Ausserdem geht es sehr sparsam mit den Ressourcen Deines Rechners um. Auch bietete es Deinen Benutzer eine sehr, sehr einfach und komfortable Methode (die .qmail-Dateien) eigene Mini.Mailinglisten einzurichten.

Zusammenfassend kann ich Qmail nur empfehlen.  :Smile: 

PS: Ich weiss, das ist gemein. Jetzt wurden Dir wieder alle 3 empfohlen... *fg*

----------

## Marvin-X

 *moogli wrote:*   

> Oder ist hier Postfix vieleicht die bessere Alternative?

 

Kleiner Nachtrag:

Wie Du siehst ist es eine persönliche Geschmacksfrage welchen MTA man benutzen möchte. Hier noch eine Entscheidungshilfe bzgl. der Konfigurierung.

- Postfix und Exim lassen sich über eine einzelne Config konfigurieren.

- Beide sind ziemlich einfach und sehr leistungsstark.

- Postfix soll eine etwas bessere Performance haben, was allerdings nur interessant ist wenn man ein ISP ist. (Qmail soll noch etwas besser darin sein)

- Qmail (wie gesagt ich bin kein Kenner, vielleicht sagt "meyerm" dazu noch etwas) besteht aus vielen kleinen Dateien, die einzeln konfiguriert werden müssen. (War für mich immer der Hinderungsgrund Qmail zu benutzen)

- Exim ist monolitisch wie Sendmail, Qmail und Postfix nicht. (Das ist aber auch nicht wirklich wichtig ausser man ist paranoid und Postmaster eines ISP, für Otto-Normal weniger interessant)

So ich habe versucht so neutral wie möglich die Fakts aufzuschreiben.

Persönlich war für mich privat Exim die Wahl und zwar weil er sehr gut mit verschiedenen Smarthosts kommunizieren kann (einen Link wie man das einrichtet kann ich gerne geben) Das ist für einen "Privaten" der nicht direkt zustellt und mehere Mailboxen bei verschiedenen Freemailern hat der normale Weg.

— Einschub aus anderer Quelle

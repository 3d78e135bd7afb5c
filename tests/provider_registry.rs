//! Integration tests for provider resolution, the global registry and
//! parameter handling through the public surface.

use std::sync::Arc;

use crypto_facade::algorithms::aead::{self, AeadParameters, SymmetricKeyParameters};
use crypto_facade::algorithms::digest::{self, Digest, SHA256, SHA512};
use crypto_facade::algorithms::hmac::{HmacParameters, HMAC};
use crypto_facade::engines::software;
use crypto_facade::{provider, AlgorithmId, Error, Parameters, Provider};

const WHIRLPOOL: AlgorithmId<dyn Digest> = AlgorithmId::new("Whirlpool");

#[test]
fn test_resolved_algorithm_matches_requested_identifier() {
    let provider = software::provider();
    assert_eq!(provider.get(SHA256).unwrap().id(), SHA256);
    assert_eq!(provider.get(SHA512).unwrap().id(), SHA512);
}

#[test]
fn test_unregistered_identifier_fails_with_unsupported_algorithm() {
    let provider = software::provider();
    let err = match provider.get(WHIRLPOOL) {
        Ok(_) => panic!("expected resolution to fail"),
        Err(err) => err,
    };
    match err {
        Error::UnsupportedAlgorithm { algorithm, provider } => {
            assert_eq!(algorithm, "Whirlpool");
            assert_eq!(provider, software::ENGINE_NAME);
        }
        other => panic!("expected UnsupportedAlgorithm, got {other:?}"),
    }
}

#[test]
fn test_composite_provider_prefers_earlier_delegates() {
    let software = software::provider();
    let sha256 = software.get(SHA256).unwrap();
    let preferred = Provider::builder("preferred").register(SHA256, sha256.clone()).build();

    let composite = Provider::composite("composite", vec![preferred, software.clone()]);
    assert!(Arc::ptr_eq(&composite.get(SHA256).unwrap(), &sha256));
    // Algorithms only the second delegate has still resolve.
    assert!(composite.supports(HMAC));
}

#[test]
fn test_global_registry_installation() {
    software::install();
    software::install();

    let default = provider::default_provider().unwrap();
    assert_eq!(default.name(), software::ENGINE_NAME);
    assert!(provider::provider_by_name(software::ENGINE_NAME).is_some());
    assert!(provider::provider_by_name("missing").is_none());
    assert_eq!(
        provider::installed_providers()
            .iter()
            .filter(|p| p.name() == software::ENGINE_NAME)
            .count(),
        1
    );
}

#[test]
fn test_parameter_defaults_and_overrides() {
    let defaults = HmacParameters::default();
    assert_eq!(defaults.digest, SHA256);
    assert_eq!(defaults.configure(|_| {}), defaults);

    let sha512 = defaults.configure(|b| b.digest = SHA512);
    assert_eq!(sha512.digest, SHA512);
    // The base value is untouched and later configures stay isolated.
    assert_eq!(defaults.digest, SHA256);
    assert_eq!(sha512.configure(|_| {}), sha512);

    let tag = crypto_facade::configure::<AeadParameters, _>(|_| {});
    assert_eq!(tag, AeadParameters::default());
    assert_eq!(tag.tag_size_bits, 128);

    let key = crypto_facade::configure::<SymmetricKeyParameters, _>(|b| b.size_bits = 128);
    assert_eq!(key.size_bits, 128);
}

#[test]
fn test_hmac_rejects_unknown_digest() {
    let provider = software::provider();
    let hmac = provider.get(HMAC).unwrap();

    let parameters = HmacParameters::default().configure(|b| b.digest = WHIRLPOOL);
    let err = match hmac.key_generator(parameters) {
        Ok(_) => panic!("expected parameter validation to fail"),
        Err(err) => err,
    };
    match err {
        Error::UnsupportedParameterValue { engine, reason, .. } => {
            assert_eq!(engine, software::ENGINE_NAME);
            assert!(reason.contains("Whirlpool"));
        }
        other => panic!("expected UnsupportedParameterValue, got {other:?}"),
    }
}

#[test]
fn test_aead_rejects_unsupported_sizes() {
    let provider = software::provider();
    let algorithm = provider.get(aead::CHACHA20_POLY1305).unwrap();

    let err = match algorithm.key_generator(SymmetricKeyParameters { size_bits: 128 }) {
        Ok(_) => panic!("expected parameter validation to fail"),
        Err(err) => err,
    };
    assert!(matches!(err, Error::UnsupportedParameterValue { .. }));

    let key = algorithm
        .key_generator(SymmetricKeyParameters::default())
        .unwrap()
        .generate_blocking()
        .unwrap();
    let err = match key.cipher(AeadParameters { tag_size_bits: 96 }) {
        Ok(_) => panic!("expected parameter validation to fail"),
        Err(err) => err,
    };
    assert!(matches!(err, Error::UnsupportedParameterValue { .. }));
}

#[test]
fn test_digest_ids_are_value_equal_singletons() {
    assert_eq!(SHA256, digest::SHA256);
    assert_ne!(SHA256, SHA512);
    assert_eq!(SHA256.name(), "SHA-256");
    assert_eq!(format!("{SHA512}"), "SHA-512");
}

Postfix kann das soweit ich weiss nicht. (Lasse mich aber gerne eines besseren belehren) Ob und wie Qmail das macht, wie gesagt da muss ein anderer was zu schreiben.

So jetzt kannst Du Dich entscheiden.

----------

## meyerm

 *Marvin-X wrote:*   

> - Qmail (wie gesagt ich bin kein Kenner, vielleicht sagt "meyerm" dazu noch etwas) besteht aus vielen kleinen Dateien, die einzeln konfiguriert werden müssen. (War für mich immer der Hinderungsgrund Qmail zu benutzen)

 

Stets zu Diensten.  :Very Happy: 

- Qmail ist, was die Performance angeht, wohl das beste, was zu haben ist. Das heisst natuerlich nicht, dass Postfix oder exim schlecht sind! Das wuerde ich nur ueber sendmail behaupten...  :Rolling Eyes:  Und wie schon Marvin-X sagte, wir reden hier von Privatgebrauch - d.h. alle 3 sind mehr als ausreichend.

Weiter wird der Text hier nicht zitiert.